The decision will be influenced by whether or not you want your aircraft exclusively for your own use, governed in the U.S. by Federal Aviation Regulations (FAR) Part 91; or to be available for outside charter and operated under FAR Part 135, either to generate outside revenue to offset the cost of your own flying, for tax reasons, or both.

What factors might inform the “91 or 135?” decision?

  • Which offers better tax options for depreciation and/or cost allocation?
  • Will you need to offset some of the fixed costs of aircraft operations, perhaps to cover the added expense of owning a larger or newer aircraft?
  • Do you have divisions, subsidiaries, or related companies which will use the aircraft? If so, would charter provide a better structure for chargebacks?
  • Is the specific make and model of aircraft you want appropriate to make available for charter? Not all aircraft are Part 135 compliant and capable. Some may require expensive retrofitting; others are not very popular as charter aircraft.
  • How will you pay for the aircraft (cash, financing, or lease)? Some leases have clauses that restrict whether the aircraft can be chartered commercially, and if so, for how many hours annually.

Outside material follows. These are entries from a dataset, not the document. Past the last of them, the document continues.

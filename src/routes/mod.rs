// SPDX-License-Identifier: MIT
// Copyright 2026 Roland Dreier <roland@rolandd.dev>

//! HTTP route handlers.

pub mod auth;
pub mod extract;
pub mod prompts;
pub mod records;
pub mod secrets;

use crate::middleware::{require_auth, security::add_security_headers};
use crate::models::{Flag, HistoryEntry, RecognizedObject, User};
use crate::AppState;
use axum::http::{header, request::Parts, HeaderValue, Method};
use axum::{middleware, routing::get, Router};
use serde::Serialize;
use std::sync::Arc;
use tower_http::cors::{AllowOrigin, CorsLayer};
use tower_http::trace::{DefaultMakeSpan, DefaultOnResponse, TraceLayer};
use tracing::Level;

/// Prefix for every API resource.
pub const API_PREFIX: &str = "/api/v1";

/// List response envelope.
#[derive(Debug, Serialize)]
pub struct ItemsResponse<T> {
    pub items: Vec<T>,
}

/// Liveness probe.
async fn healthz() -> &'static str {
    "ok"
}

/// CORS for the configured frontend plus local development origins.
fn cors_layer(frontend_url: String) -> CorsLayer {
    let allowed = AllowOrigin::predicate(move |origin: &HeaderValue, _: &Parts| {
        origin.to_str().is_ok_and(|origin| {
            origin == frontend_url
                || ["http://localhost", "http://127.0.0.1"]
                    .iter()
                    .any(|local| origin.starts_with(local))
        })
    });

    CorsLayer::new()
        .allow_origin(allowed)
        .allow_methods([
            Method::GET,
            Method::POST,
            Method::PUT,
            Method::DELETE,
            Method::OPTIONS,
        ])
        .allow_headers([header::CONTENT_TYPE, header::AUTHORIZATION, header::ACCEPT])
}

/// Build the complete router with all routes.
pub fn create_router(state: Arc<AppState>) -> Router {
    // Resource routes (auth required when enabled)
    let protected_routes = Router::new()
        .merge(records::routes::<User>("/users"))
        .merge(records::routes::<HistoryEntry>("/history"))
        .merge(records::routes::<RecognizedObject>("/objects"))
        .merge(records::routes::<Flag>("/flags"))
        .merge(prompts::routes())
        .merge(secrets::routes())
        .route_layer(middleware::from_fn_with_state(state.clone(), require_auth));

    // Token routes stay public so callers can obtain a token
    let api_routes = protected_routes.merge(auth::routes());

    Router::new()
        .route("/healthz", get(healthz))
        .nest(API_PREFIX, api_routes)
        .layer(middleware::from_fn(add_security_headers))
        .layer(cors_layer(state.config.frontend_url.clone()))
        .layer(
            TraceLayer::new_for_http()
                .make_span_with(DefaultMakeSpan::new().level(Level::INFO))
                .on_response(DefaultOnResponse::new().level(Level::INFO)),
        )
        .with_state(state)
}
// SPDX-License-Identifier: MIT
// Copyright 2026 Roland Dreier <roland@rolandd.dev>

//! CRUD routes shared by the users, history, objects and flags collections.

use super::extract::{JsonBody, ValidatedJson, ValidatedQuery};
use super::ItemsResponse;
use crate::db::{sort_newest_first, Document, Fields, ListQuery, ID_FIELD};
use crate::error::{AppError, Result};
use crate::models::{Listing, Record};
use crate::AppState;
use axum::{
    extract::{Path, Query, State},
    http::StatusCode,
    routing::get,
    Json, Router,
};
use serde::Deserialize;
use std::collections::HashMap;
use std::sync::Arc;
use validator::Validate;

/// Default page size for record listings.
pub const DEFAULT_LIST_LIMIT: u32 = 20;
/// Upper bound for `limit`, and for the over-fetch window.
pub const MAX_LIST_LIMIT: u32 = 100;

#[derive(Debug, Deserialize, Validate)]
pub struct ListParams {
    #[validate(range(min = 1, max = 100))]
    pub limit: Option<u32>,
}

/// Routes for one record kind, mounted at `path`.
pub fn routes<R: Record>(path: &str) -> Router<Arc<AppState>> {
    Router::new()
        .route(path, get(list::<R>).post(create::<R>))
        .route(
            &format!("{path}/{{id}}"),
            get(get_record::<R>)
                .put(update::<R>)
                .delete(delete::<R>),
        )
}

/// Documents to request from the store for a page of `limit`.
///
/// Collections sorted in memory fetch twice the page (capped) and sort that
/// window, so a busy collection can miss its newest documents.
fn fetch_window(listing: Listing, limit: u32) -> u32 {
    match listing {
        Listing::StoreOrder => limit,
        Listing::NewestFirst => limit.saturating_mul(2).min(MAX_LIST_LIMIT),
    }
}

async fn list<R: Record>(
    State(state): State<Arc<AppState>>,
    ValidatedQuery(params): ValidatedQuery<ListParams>,
    Query(raw): Query<HashMap<String, String>>,
) -> Result<Json<ItemsResponse<Document>>> {
    let limit = params.limit.unwrap_or(DEFAULT_LIST_LIMIT);

    // Empty values (`?userId=`) mean "no filter"
    let filters = R::FILTER_FIELDS
        .iter()
        .filter_map(|field| {
            raw.get(*field)
                .filter(|value| !value.is_empty())
                .map(|value| (field.to_string(), value.clone()))
        })
        .collect();

    let query = ListQuery {
        filters,
        limit: fetch_window(R::LISTING, limit),
        newest_first_by: None,
    };
    let mut items = state.db.list(R::COLLECTION, &query).await?;

    if R::LISTING == Listing::NewestFirst {
        sort_newest_first(&mut items, R::TIMESTAMP_FIELD);
        items.truncate(limit as usize);
    }

    tracing::debug!(collection = R::COLLECTION, count = items.len(), "Listed records");
    Ok(Json(ItemsResponse { items }))
}

async fn create<R: Record>(
    State(state): State<Arc<AppState>>,
    ValidatedJson(mut record): ValidatedJson<R>,
) -> Result<(StatusCode, Json<Document>)> {
    record.stamp(chrono::Utc::now());
    let fields = record.into_fields()?;

    let doc = state.db.create(R::COLLECTION, fields).await?;

    tracing::info!(collection = R::COLLECTION, id = %doc.id, "Record created");
    Ok((StatusCode::CREATED, Json(doc)))
}

async fn get_record<R: Record>(
    State(state): State<Arc<AppState>>,
    Path(id): Path<String>,
) -> Result<Json<Document>> {
    state
        .db
        .get(R::COLLECTION, &id)
        .await?
        .map(Json)
        .ok_or_else(|| not_found::<R>(&id))
}

/// Merge arbitrary top-level fields into a record. The patch is not checked
/// against the record schema; only `id` is dropped.
async fn update<R: Record>(
    State(state): State<Arc<AppState>>,
    Path(id): Path<String>,
    JsonBody(mut patch): JsonBody<Fields>,
) -> Result<Json<Document>> {
    patch.remove(ID_FIELD);

    let doc = state
        .db
        .merge(R::COLLECTION, &id, patch)
        .await?
        .ok_or_else(|| not_found::<R>(&id))?;

    tracing::info!(collection = R::COLLECTION, id = %id, "Record updated");
    Ok(Json(doc))
}

async fn delete<R: Record>(
    State(state): State<Arc<AppState>>,
    Path(id): Path<String>,
) -> Result<StatusCode> {
    state.db.delete(R::COLLECTION, &id).await?;
    tracing::info!(collection = R::COLLECTION, id = %id, "Record deleted");
    Ok(StatusCode::NO_CONTENT)
}

fn not_found<R: Record>(id: &str) -> AppError {
    AppError::NotFound(format!("{} {} not found", R::COLLECTION, id))
}
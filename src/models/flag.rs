// SPDX-License-Identifier: MIT
// Copyright 2026 Roland Dreier <roland@rolandd.dev>

//! Feature flags.

use super::{Listing, Record};
use crate::db::collections;
use crate::time_utils::serialize_opt_rfc3339;
use chrono::{DateTime, Utc};
use serde::{Deserialize, Serialize};
use serde_json::Value;
use validator::Validate;

/// Declared type of a flag value. Informational only.
#[derive(Debug, Clone, Copy, PartialEq, Eq, Serialize, Deserialize)]
#[serde(rename_all = "lowercase")]
pub enum FlagType {
    Bool,
    Str,
    Num,
    Json,
}

#[derive(Debug, Clone, Copy, PartialEq, Eq, Default, Serialize, Deserialize)]
#[serde(rename_all = "lowercase")]
pub enum FlagScope {
    #[default]
    Global,
    User,
}

fn default_scope() -> Option<FlagScope> {
    Some(FlagScope::Global)
}

/// A feature flag. `value` keeps whatever JSON shape the client sent.
#[derive(Debug, Clone, Serialize, Deserialize, Validate)]
#[serde(rename_all = "camelCase")]
pub struct Flag {
    pub key: String,
    /// Missing values are stored as `null`.
    #[serde(default)]
    pub value: Value,
    #[serde(rename = "type", default)]
    pub flag_type: Option<FlagType>,
    #[serde(default = "default_scope")]
    pub scope: Option<FlagScope>,
    #[serde(default, serialize_with = "serialize_opt_rfc3339")]
    pub updated_at: Option<DateTime<Utc>>,
}

impl Record for Flag {
    const COLLECTION: &'static str = collections::FLAGS;
    const TIMESTAMP_FIELD: &'static str = "updatedAt";
    const FILTER_FIELDS: &'static [&'static str] = &["scope", "key"];
    const LISTING: Listing = Listing::StoreOrder;

    fn stamp(&mut self, now: DateTime<Utc>) {
        self.updated_at.get_or_insert(now);
    }
}
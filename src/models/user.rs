// SPDX-License-Identifier: MIT
// Copyright 2026 Roland Dreier <roland@rolandd.dev>

//! User profile records.

use super::{Listing, Record};
use crate::db::collections;
use crate::time_utils::serialize_opt_rfc3339;
use chrono::{DateTime, Utc};
use serde::{Deserialize, Serialize};
use validator::Validate;

/// Role given to users created without one.
pub const DEFAULT_ROLE: &str = "student";

fn default_role() -> Option<String> {
    Some(DEFAULT_ROLE.to_string())
}

/// User profile. Email uniqueness is not enforced.
#[derive(Debug, Clone, Serialize, Deserialize, Validate)]
#[serde(rename_all = "camelCase")]
pub struct User {
    #[validate(email(message = "must be a valid email address"))]
    pub email: String,
    #[serde(default)]
    pub display_name: Option<String>,
    #[serde(default)]
    pub avatar_url: Option<String>,
    #[serde(default = "default_role")]
    pub role: Option<String>,
    #[serde(default, serialize_with = "serialize_opt_rfc3339")]
    pub created_at: Option<DateTime<Utc>>,
}

impl Record for User {
    const COLLECTION: &'static str = collections::USERS;
    const TIMESTAMP_FIELD: &'static str = "createdAt";
    const FILTER_FIELDS: &'static [&'static str] = &["email"];
    const LISTING: Listing = Listing::StoreOrder;

    fn stamp(&mut self, now: DateTime<Utc>) {
        self.created_at.get_or_insert(now);
    }
}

Most owners who opt to offer their aircraft for charter choose to put it on the charter certificate of a management company, as obtaining one’s own certificate is a very difficult and lengthy procedure. In fact, in some countries it is not permitted. If you choose to make your aircraft available for charter, as you look for a management company, consider:

  • Is the management company stable and financially strong? Does it value transparency in its dealings?
  • How is the company perceived in the marketplace? What is its reputation? How long has it been in business?
  • What is its safety record? Is it independently audited by a recognized third party, like Argus, Wyvern, or a respected aviation consultant?
  • Where will your aircraft be based? If not at the management company’s home base, does the company have experience operating remote/satellite bases?
  • Will routine maintenance be performed onsite by your own technician, or outsourced?
  • Will pilots be provided by you, or hired and employed by the management company?
  • How much charter business does the company produce? How will it generate the charter activity you require? For example, if you intend to buy a mid- or large-cabin airplane, and the company you’re considering has many such aircraft on its air carrier certificate, and has multiple sales offices, you’re more likely to get the charter hours you need.
  • Will you be comfortable with strangers aboard your aircraft? How does it vet potential charter customers?
  • Does the company focus on creating a cabin environment that is both professional and comfortable?

Once you choose a company, have realistic expectations:

  • If your aircraft will be available for charter during peak holiday travel periods, be sure to give your management company plenty of notice.
  • If you fly 300 hours a year, it will be difficult to achieve another 300 hours of charter on the airplane. The scheduling conflicts between your flying and charter would make this prohibitive.
  • And perhaps most important to know is this: while you can reasonably expect charter to offset some of your fixed costs of flying, it should not be counted on to cover all of them.

Carefully examine the wide variety of intersecting safety, financial, usage, and personal considerations before choosing your aircraft operating model. BAA

Don Haloburdo is VP and General Manager of Jet Aviation Flight Services, Inc. A former U.S. Navy pilot, he has more than 7,100 hours flight time, and serves on NATA’s Air Charter Committee.